In the past, for GEAR UP, Education's practice was to award grants for one fiscal year at a time; that is, Education would impose a one-year term on the grantee's use of grant funds. Education, at its discretion, would award continuation grants for additional years, one year at a time for up to five years, out of appropriations of the fiscal year in which it made the continuation grant. In fiscal year 2001, Education changed its practice and began to award five-year GEAR UP grants, charging the full amount of the grant to its fiscal year 2001 appropriation. According to Appropriations Committee reports, this practice has resulted in funding GEAR UP grants in a manner different than Education had indicated in its budget justification for that fiscal year, and using up budget authority for GEAR UP grants more rapidly and for fewer grantees. See S. Rep. No. 107-84 at 329 (2001) and H. Rep. No. 107-229 at 164 (2001). For the Early Childhood Educator Program, Education reports that it awarded two-year grants in fiscal year 2001, the first year of grant competition under this program, with the full amount of the grant charged to that year's appropriation.

Pursuant to our standard practice, we asked Education for its views on its authority to make multiyear grants with fiscal year funding. Letter from Susan A. Poling, Associate General Counsel, GAO, to Brian W. Jones, General Counsel, U.S. Department of Education, February 28, 2002. Education responded that it had authority to issue multiyear grants with fiscal year funds because these two programs represent single nonseverable undertakings and are a bona fide need of the fiscal year appropriation. Letter from Brian W. Jones, General Counsel, U.S. Department of Education, to Susan A. Poling, Associate General Counsel, GAO, March 18, 2002.

ANALYSIS

The issue presented is whether Education can use appropriations available for only one fiscal year to fund multiyear grant awards for GEAR UP and the Early Childhood Education Program. To answer this question, we examine the bona fide need rule, the principle of severability in the grant context, the program legislation and applicable statutory language found in fiscal year 2001 and 2002 appropriations acts. We start our discussion with the bona fide need rule.

Bona Fide Need Rule

The bona fide need rule is a fundamental principle of appropriations law addressing the availability as to time of an agency's appropriation. 73 Comp. Gen. 77, 79 (1994); 64 Comp. Gen. 410, 414-15 (1985). The rule establishes that an appropriation is available for obligation only to fulfill a genuine or bona fide need of the period of availability for which it was made. /5/ 73 Comp. Gen. 77, 79 (1994). It applies to all federal government activities carried out with appropriated funds, including contract, grant, and cooperative agreement transactions. /6/ 73 Comp. Gen. 77, 78-79 (1994). An agency's compliance with the bona fide need rule is measured at the time the agency incurs an obligation, and depends on the purpose of the transaction and the nature of the obligation being entered into. 61 Comp. Gen. 184, 186 (1981) (bona fide need determination depends upon the facts and circumstances of the particular case). In the grant context, the obligation occurs at the time of award. /7/ 31 Comp. Gen. 608 (1952). See also 31 U.S.C. Sec. 1501(a)(5)(B).

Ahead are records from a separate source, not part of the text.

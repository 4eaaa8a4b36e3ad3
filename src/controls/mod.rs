//! Built-in Controls
//!
//! - [`TextInput`] - single-line text, also used for numeric types
//! - [`ListInput`] - multi-value selections
//!
//! Call [`register_builtin_controls`] once per registry before building
//! fields. Custom controls registered afterwards under the same type names
//! replace the built-ins.

mod list_input;
mod text_input;

pub use list_input::ListInput;
pub use text_input::TextInput;

use crate::engine::ControlRegistry;
use crate::types::ValueType;

/// Type names served by [`TextInput`] with string validation.
pub const TEXT_TYPES: [&str; 8] = [
    "text", "email", "url", "alpha", "alphanum", "tel", "hex", "password",
];

/// Type names served by [`TextInput`] with numeric validation.
pub const NUMBER_TYPES: [&str; 2] = ["number", "integer"];

/// Type names served by [`ListInput`].
pub const LIST_TYPES: [&str; 3] = ["list", "tags", "checkbox-group"];

/// Register the built-in controls under their type names.
pub fn register_builtin_controls(registry: &ControlRegistry) {
    registry.register(TEXT_TYPES, TextInput::render, TextInput::MARKER);
    registry.register_with(
        NUMBER_TYPES,
        TextInput::render,
        TextInput::MARKER,
        ValueType::Number,
    );
    registry.register_with(
        LIST_TYPES,
        ListInput::render,
        ListInput::MARKER,
        ValueType::Array,
    );
    tracing::debug!(count = registry.len(), "built-in controls registered");
}

#[cfg(test)]
mod tests {
    use super::*;

    #[test]
    fn test_builtin_value_types() {
        let registry = ControlRegistry::new();
        register_builtin_controls(&registry);

        assert_eq!(registry.len(), 13);
        assert_eq!(registry.resolve("email").unwrap().value_type(), ValueType::String);
        assert_eq!(registry.resolve("integer").unwrap().value_type(), ValueType::Number);
        assert_eq!(registry.resolve("tags").unwrap().value_type(), ValueType::Array);
        assert_eq!(registry.resolve("tags").unwrap().marker(), ListInput::MARKER);
    }

    #[test]
    fn test_custom_control_replaces_builtin() {
        let registry = ControlRegistry::new();
        register_builtin_controls(&registry);
        registry.register("email", ListInput::render, ListInput::MARKER);

        let descriptor = registry.resolve("email").unwrap();
        assert_eq!(descriptor.marker(), ListInput::MARKER);
        assert_eq!(descriptor.value_type(), ValueType::String);
    }
}
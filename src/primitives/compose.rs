//! Composition - Bind a field to a control inside caller markup.
//!
//! When a field is declared with explicit children it does not render a
//! control itself. Instead the children are walked depth-first and the first
//! descendant whose marker matches the declared type's marker becomes the
//! field's control:
//!
//! ```text
//! div (key 0)
//! ├── span (key 0)
//! └── div (key 1)
//!     └── text-input (key 0)  ← reference, handle bound
//! ```
//!
//! The walk is a pure transformation: it returns a new tree and never touches
//! the input.

use super::element::{Element, MarkerTag};
use super::types::ControlHandle;

/// Result of a binding walk.
pub struct Bound {
    /// The annotated tree.
    pub children: Vec<Element>,
    /// Whether a node matched the marker.
    pub matched: bool,
    /// The matched node's live control, if it carried one.
    pub control: Option<ControlHandle>,
}

/// Annotate caller markup.
///
/// Every node gets its sibling index as key. The first match in document
/// order is marked as the reference; later matches pass through unmarked.
pub fn bind_children(children: &[Element], marker: MarkerTag) -> Bound {
    let mut bound = Bound {
        children: Vec::new(),
        matched: false,
        control: None,
    };
    bound.children = walk(children, marker, true, &mut bound.matched, &mut bound.control);
    bound
}

/// Annotate a tree produced by a registered render function.
///
/// Same matching rule as [`bind_children`], without positional keys.
pub fn bind_rendered(root: Element, marker: MarkerTag) -> Bound {
    let mut matched = false;
    let mut control = None;
    let children = walk(std::slice::from_ref(&root), marker, false, &mut matched, &mut control);
    Bound {
        children,
        matched,
        control,
    }
}

fn walk(
    children: &[Element],
    marker: MarkerTag,
    keyed: bool,
    matched: &mut bool,
    control: &mut Option<ControlHandle>,
) -> Vec<Element> {
    let mut out = Vec::with_capacity(children.len());

    for (i, child) in children.iter().enumerate() {
        let mut node = child.clone();
        if keyed {
            node.key = Some(i.to_string());
        }
        node.reference = false;

        if !*matched && node.marker == Some(marker) {
            node.reference = true;
            *matched = true;
            *control = node.control.clone();
        }

        if !child.children.is_empty() {
            node.children = walk(&child.children, marker, keyed, matched, control);
        }

        out.push(node);
    }

    out
}
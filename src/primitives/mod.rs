//! Form Primitives - Field building blocks.
//!
//! This module provides the pieces a form field is made of:
//! - [`FieldController`] - The field itself: state, validation, rendering
//! - [`Element`] - Declarative node tree handed to the rendering substrate
//! - [`Control`] - Contract a registered control exposes back to its field
//! - [`bind_children`] - Binding a field to a control inside caller markup
//!
//! # Architecture
//!
//! A field never draws anything. Each render:
//! 1. Resolves the declared type in the registry
//! 2. Renders the registered control with a props snapshot, or binds a
//!    matching descendant of the caller's markup
//! 3. Wraps the result in the inline or stacked layout
//! 4. Remembers the bound control so get/set value delegate to it
//!
//! # Reactivity
//!
//! Field state lives in signals. Hosts can bind to them directly:
//!
//! ```ignore
//! let error = field.state().error_text.clone();
//! // later, inside a reactive scope
//! let text = error.get();
//! ```

mod compose;
mod element;
mod field;
pub mod layout;
mod types;

pub use compose::{bind_children, bind_rendered, Bound};
pub use element::{Element, MarkerTag};
pub use field::FieldController;
pub use types::*;
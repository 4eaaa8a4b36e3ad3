//! Small helpers shared by the localization bundle and the props merge.

use serde_json::Value;

/// Deep-merge `overlay` into `base`.
///
/// Objects merge key by key, recursively. Any other overlay value replaces the
/// base value outright, arrays included.
pub fn merge_json(base: &mut Value, overlay: Value) {
    match (base, overlay) {
        (Value::Object(base), Value::Object(overlay)) => {
            for (key, value) in overlay {
                match base.get_mut(&key) {
                    Some(existing) => merge_json(existing, value),
                    None => {
                        base.insert(key, value);
                    }
                }
            }
        }
        (base, overlay) => *base = overlay,
    }
}

/// Join the non-empty class names with single spaces.
pub fn class_names<'a>(names: impl IntoIterator<Item = Option<&'a str>>) -> String {
    names
        .into_iter()
        .flatten()
        .map(str::trim)
        .filter(|name| !name.is_empty())
        .collect::<Vec<_>>()
        .join(" ")
}
//! Layout - Wrap a rendered control in its field chrome.
//!
//! Two presentation modes:
//!
//! ```text
//! inline:   div.pure-control-group [control] [span.error | span.hint]
//! stacked:  div.pure-control-group
//!           ├── label.label[for=id]
//!           └── div.pure-control-inner [control] [span.error | span.hint]
//! ```
//!
//! The hint policy (`hint-block`, `hint-pop`, ...) is only a class; the
//! substrate decides what it means.

use super::element::Element;
use crate::types::{FieldStatus, HintType, Responsive};
use crate::utils::class_names;

pub const GROUP_CLASS: &str = "pure-control-group";
pub const INNER_CLASS: &str = "pure-control-inner";
pub const ERROR_CLASS: &str = "error";
pub const HINT_CLASS: &str = "hint";
pub const LABEL_CLASS: &str = "label";

/// Class list of the outer field wrapper.
pub fn group_class(class_name: Option<&str>, hint_type: HintType, status: FieldStatus) -> String {
    let hint = format!("hint-{}", hint_type.as_str());
    class_names([
        class_name,
        Some(GROUP_CLASS),
        Some(hint.as_str()),
        status.contains(FieldStatus::HAS_ERROR).then_some("has-error"),
        status.contains(FieldStatus::FOCUSED).then_some("focused"),
    ])
}

/// Grid classes for an inline field sized to `width` of 24 columns.
pub fn grid_class(responsive: Responsive, width: u8) -> String {
    format!("pure-u-1 pure-u-{}-{}-24", responsive.as_str(), width)
}

/// Error span if there is error text, else hint span if there is a hint.
pub fn message(error_text: &str, hint_text: &str) -> Option<Element> {
    if !error_text.is_empty() {
        Some(
            Element::new("span")
                .with_class(ERROR_CLASS)
                .with_text(error_text),
        )
    } else if !hint_text.is_empty() {
        Some(Element::new("span").with_class(HINT_CLASS).with_text(hint_text))
    } else {
        None
    }
}

/// Inline layout: control and message side by side.
pub fn inline(
    class: String,
    style: Option<String>,
    control: Vec<Element>,
    message: Option<Element>,
) -> Element {
    Element::new("div")
        .with_class(class)
        .with_style(style)
        .with_children(control)
        .with_children(message)
}

/// Stacked layout: label above a wrapper holding control and message.
pub fn stacked(
    class: String,
    style: Option<String>,
    id: &str,
    label: &str,
    control: Vec<Element>,
    message: Option<Element>,
) -> Element {
    Element::new("div")
        .with_class(class)
        .with_style(style)
        .with_child(
            Element::new("label")
                .with_class(LABEL_CLASS)
                .with_attr("for", id)
                .with_text(label),
        )
        .with_child(
            Element::new("div")
                .with_class(INNER_CLASS)
                .with_children(control)
                .with_children(message),
        )
}
//! JSON-backed localization bundle.

use serde_json::{json, Map, Value};

use super::Localizer;
use crate::error::{FormError, Result};
use crate::utils::merge_json;

/// A nested JSON table of message templates addressed by dotted keys.
///
/// `validation.tips.max.array` walks `validation` → `tips` → `max` → `array`.
/// Only string leaves resolve; a key landing on an object is treated as missing.
#[derive(Debug, Clone, PartialEq)]
pub struct Lang {
    table: Value,
}

impl Lang {
    /// A bundle with no templates at all.
    pub fn empty() -> Self {
        Self {
            table: Value::Object(Map::new()),
        }
    }

    /// Parse a bundle from JSON text.
    pub fn from_json(text: &str) -> Result<Self> {
        let table: Value = serde_json::from_str(text).map_err(FormError::InvalidBundle)?;
        Ok(Self { table })
    }

    /// Deep-merge another table over this one. Overlay entries win.
    pub fn merge(&mut self, overlay: Value) {
        merge_json(&mut self.table, overlay);
    }

    /// Parse JSON text and merge it over this bundle.
    pub fn merge_json_str(&mut self, text: &str) -> Result<()> {
        let overlay: Value = serde_json::from_str(text).map_err(FormError::InvalidBundle)?;
        self.merge(overlay);
        Ok(())
    }

    /// Store `template` under a dotted key, creating intermediate tables.
    pub fn set(&mut self, key: &str, template: impl Into<String>) {
        let overlay = key
            .rsplit('.')
            .fold(Value::String(template.into()), |inner, segment| {
                let mut table = Map::new();
                table.insert(segment.to_string(), inner);
                Value::Object(table)
            });
        self.merge(overlay);
    }

    /// Borrow the template stored under a dotted key.
    pub fn get(&self, key: &str) -> Option<&str> {
        let mut node = &self.table;
        for segment in key.split('.') {
            node = node.as_object()?.get(segment)?;
        }
        node.as_str()
    }
}

impl Default for Lang {
    /// The built-in English bundle.
    fn default() -> Self {
        Self {
            table: english(),
        }
    }
}

impl Localizer for Lang {
    fn resolve(&self, key: &str) -> Option<String> {
        self.get(key).map(str::to_string)
    }
}

fn english() -> Value {
    json!({
        "validation": {
            "hints": {
                "required": "required",
                "email": "a valid email address",
                "url": "a valid URL",
                "number": "a number",
                "integer": "a whole number",
                "alpha": "letters only",
                "alphanum": "letters and digits only",
                "tel": "a phone number",
                "hex": "a hex color",
                "min": {
                    "string": "at least {0} characters",
                    "number": "no less than {0}",
                    "array": "at least {0} items"
                },
                "max": {
                    "string": "at most {0} characters",
                    "number": "no greater than {0}",
                    "array": "at most {0} items"
                }
            },
            "tips": {
                "required": "This field is required",
                "email": "Please enter a valid email address",
                "url": "Please enter a valid URL",
                "number": "Please enter a number",
                "integer": "Please enter a whole number",
                "alpha": "Only letters are allowed",
                "alphanum": "Only letters and digits are allowed",
                "tel": "Please enter a valid phone number",
                "hex": "Please enter a valid hex color",
                "min": {
                    "string": "Please enter at least {0} characters",
                    "number": "The value must be no less than {0}",
                    "array": "Please choose at least {0} items"
                },
                "max": {
                    "string": "Please enter no more than {0} characters",
                    "number": "The value must be no greater than {0}",
                    "array": "Please choose no more than {0} items"
                }
            }
        }
    })
}
//! Field State - Reactive state owned by one field controller.
//!
//! Every piece of state is a signal, so a host can bind rendering to it
//! directly (`error_text` into a span, `focused` into a class, ...).
//!
//! Two independent state machines:
//!
//! ```text
//! Idle  ⇄ Focused   (focus / blur from the control, no validation)
//! Valid ⇄ Invalid   (validation passes / fails)
//! ```
//!
//! A new field starts `Idle, Valid`. Validation never runs at construction.

use serde_json::Value;
use spark_signals::{signal, Signal};

use crate::types::{FieldStatus, FieldValue};

/// Reactive state of one field.
#[derive(Clone)]
pub struct FieldState {
    /// What the control last reported, or what was last set from outside.
    pub value: Signal<FieldValue>,
    /// Opaque payload forwarded to the control. Never re-read from props.
    pub data: Signal<Value>,
    pub focused: Signal<bool>,
    pub has_value: Signal<bool>,
    pub has_error: Signal<bool>,
    pub error_text: Signal<String>,
    pub hint_text: Signal<String>,
}

impl FieldState {
    pub fn new(value: FieldValue, data: Value) -> Self {
        Self {
            has_value: signal(!value.is_empty()),
            value: signal(value),
            data: signal(data),
            focused: signal(false),
            has_error: signal(false),
            error_text: signal(String::new()),
            hint_text: signal(String::new()),
        }
    }

    /// Valid: clear the error flag and text.
    pub fn mark_valid(&self) {
        self.has_error.set(false);
        self.error_text.set(String::new());
    }

    /// Invalid: raise the error flag and store the resolved message.
    pub fn mark_invalid(&self, text: String) {
        self.has_error.set(true);
        self.error_text.set(text);
    }

    pub fn set_focused(&self, focused: bool) {
        self.focused.set(focused);
    }

    /// Boolean state as flags.
    pub fn status(&self) -> FieldStatus {
        let mut status = FieldStatus::NONE;
        if self.focused.get() {
            status |= FieldStatus::FOCUSED;
        }
        if self.has_value.get() {
            status |= FieldStatus::HAS_VALUE;
        }
        if self.has_error.get() {
            status |= FieldStatus::HAS_ERROR;
        }
        status
    }
}
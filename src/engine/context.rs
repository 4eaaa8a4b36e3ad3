//! Field context - The services a field controller is built against.

use std::rc::Rc;

use super::registry::{default_registry, ControlRegistry};
use crate::lang::{Lang, Localizer};

/// Registry and localizer injected into every field controller.
///
/// `FormContext::default()` uses this thread's default registry and the
/// built-in English bundle.
#[derive(Clone)]
pub struct FormContext {
    pub registry: ControlRegistry,
    pub lang: Rc<dyn Localizer>,
}

impl FormContext {
    pub fn new(registry: ControlRegistry, lang: impl Localizer + 'static) -> Self {
        Self {
            registry,
            lang: Rc::new(lang),
        }
    }

    /// Same registry, different localizer.
    pub fn with_lang(mut self, lang: impl Localizer + 'static) -> Self {
        self.lang = Rc::new(lang);
        self
    }
}

impl Default for FormContext {
    fn default() -> Self {
        Self {
            registry: default_registry(),
            lang: Rc::new(Lang::default()),
        }
    }
}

The Bona Fide Need Rule and the Principle of Severability

In a number of contexts, but for our purposes here most notably government contracts for services, we have addressed whether the bona fide need rule is violated when an agency uses current fiscal year funds to pay for contractual services rendered subsequent to the end of that fiscal year. See, e.g., 65 Comp. Gen. 741 (1986) and 33 Comp. Gen. 90 (1953). In these instances, we evaluate the appropriateness of using current year funds to pay for such services by determining whether the services are part of a single undertaking that fulfills an agency need of the fiscal year charged, or whether the services are severable in nature and fulfill a recurring need of the agency from fiscal year to fiscal year. 71 Comp. Gen. 428 (1992), 23 Comp. Gen. 370 (1943); B-277165, January 10, 2000 and B-259274, May 22, 1996. When services are severable, the bona fide need rule serves to limit the amount of a service contract charged to an available fiscal year appropriation. In these cases, the rule ensures that fiscal year funds are only used for those services required to meet the needs of that fiscal year. 73 Comp. Gen. 77 (1994), 60 Comp. Gen. 219 (1981); B-235678, July 30, 1990.

In 64 Comp. Gen. 359 (1985), we were asked whether the Administration's plan to fund some National Institutes of Health (NIH) research project grants for three fiscal years with fiscal year 1985 appropriations violated the bona fide need rule. In our analysis we relied on our case law applying the bona fide need rule in the context of service contracts, stating that "where continuous and recurring services are needed on a year-to-year basis, contracts for the services are severable and must be charged to the fiscal year in which they are rendered." 64 Comp. Gen. 359, 364 (citing to 33 Comp. Gen. 90, 92 (1953)). We observed that the NIH grant program authorizing legislation reflected a government policy to stimulate certain kinds of research that would be needed year-after-year and that grants under the program would not typically contemplate a required outcome or product. Id. at 365. Since it could not be said that there was a need for an end product in any particular year or that the grant envisioned an end product, we concluded that the bona fide need rule was violated when funds were obligated for more than 1 year for these grants. Id.

This application of the severability concept to grants has not been without doubt. In the NIH decision, we expressed reservations concerning the application of the contract principle of severability to grants. Indeed, in our analysis, we expressly noted that the severability concept was not completely analogous to the NIH grants at issue in that decision which resembled subsidies rather than contracts for services. 64 Comp. Gen. 359, 365. Three years later, in B-229873, Nov. 29, 1988, we significantly undercut the analysis used in the NIH decision. In that opinion, we held that the Small Business Administration (SBA) did not violate the bona fide need rule when it used its fiscal year appropriation on September 30, the last day of the fiscal year, to award cooperative agreements to Small Business Development Centers even though the Centers would use the money in the next fiscal year. /8/ Id. In effect, we concluded that the concept of severability was not relevant to the cooperative agreement at issue.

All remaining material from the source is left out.